Another concept I came across while listening to Hidden Brain – When Did Marriage Become So Hard? is the Michelangelo Effect, the idea that romantic partners influence or ‘sculpt’ each other and over time the effect causes individuals to develop towards what they consider their “ideal selves.” Again, this speaks to the possibility of becoming a better person through collaboration, not insularity. The episode carries an audio clip from the movie Sideways when Miles explains to Maya why he prefers the fussy, difficult to grow Pinot to Cabernet. “Only somebody who really takes the time to understand pinot’s potential can then coax it into its fullest expression.”
Yet does it really make sense to get this fused with one partner? I can’t fault those who don’t want marriage to be a repeated sifting through their past indignities. Eli Finkle, author of The All or Nothing Marriage, believes we expect too much from our partners and should rely instead on a bevy of grape tenders. In response to the wine analogy he says, “When there’s the right grower…the flavors are just haunting and brilliant and subtle and ancient. [But Pinot] is a high-maintenance grape. It takes a lot of work. And if you aren’t careful and attentive, you’re going to be disappointed. But if you work hard enough, you can have something truly exquisite. And that is where we are today with the all-or-nothing marriage.”
I’m not criticizing anyone who wants to grow their relationship like a Pinot. But to avoid deep disappointment in a partnership, Finkle advocates “social diversification,” in other words a bevy of grape growers, a larger number of people that we go to for different sorts of needs. People who have a wide network of support have been shown to have an overall higher-quality life. Of note is that Finkle includes sex to be one of the things that can, for some brave souls, be sourced outside a marriage.
I understand why people want their romantic relationships to be fun and easy, and to leave them when they stop being so, why Cabernets might be preferable to Pinots. Plenty of us get through life without confronting shame and emotional trauma by pouring our energies into a tidy home, well educated children and comfortable retirements while avoiding our feelings. And though I certainly rank having fun and lovely sex among my top criteria for mate selection, I don’t want to avoid the tough stuff. I’ve seen such outwardly beautiful and unexcavated lives act as the façade that hides addiction, depression and infidelity.
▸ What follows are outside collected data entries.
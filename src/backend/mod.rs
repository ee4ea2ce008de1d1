//! Portfolio backend interaction module.
//!
//! Defines the contracts the registry consumes from the backend and the
//! HTTP client implementing them.

pub mod client;

use async_trait::async_trait;

use crate::{
    error::Result,
    types::{
        ExchangeAccount, ExchangeSetupPayload, Location, SavingsCollectionResponse, SavingsFilter,
        TaskId, TaskStatus,
    },
};

pub use client::BackendClient;

/// Exchange endpoints of the backend.
#[async_trait]
pub trait ExchangeApi: Send + Sync {
    /// Exchanges configured on the backend.
    async fn list_exchanges(&self) -> Result<Vec<ExchangeAccount>>;

    /// Start a balance query for `location`, returning the task to await.
    async fn query_exchange_balances(&self, location: Location, ignore_cache: bool)
        -> Result<TaskId>;

    /// Remove an exchange account. Returns whether the backend removed it.
    async fn remove_exchange(&self, account: &ExchangeAccount) -> Result<bool>;

    /// Add (`edit == false`) or edit an exchange account.
    async fn setup_exchange(&self, payload: &ExchangeSetupPayload, edit: bool) -> Result<bool>;

    /// Query cached savings-interest records without starting a task.
    async fn query_savings_cache(&self, filter: &SavingsFilter)
        -> Result<SavingsCollectionResponse>;

    /// Start a live savings-interest refresh, returning the task to await.
    async fn start_savings_refresh(&self, filter: &SavingsFilter) -> Result<TaskId>;
}

/// Task status endpoint of the backend.
#[async_trait]
pub trait TaskBackend: Send + Sync {
    async fn query_task(&self, task_id: TaskId) -> Result<TaskStatus>;
}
Self-awareness and non-defensive dialogue with the people we love has got to be the foundation on which we can build a good life. But we may need to look deep into our pasts in order to achieve this. For some of us, wading through the muck together will make us stronger and more fulfilled. For others, the result will be feeling unnecessarily sullied. It’s a personal choice, of course. But I can’t imagine going on a journey with a man who doesn’t want me to bring any baggage.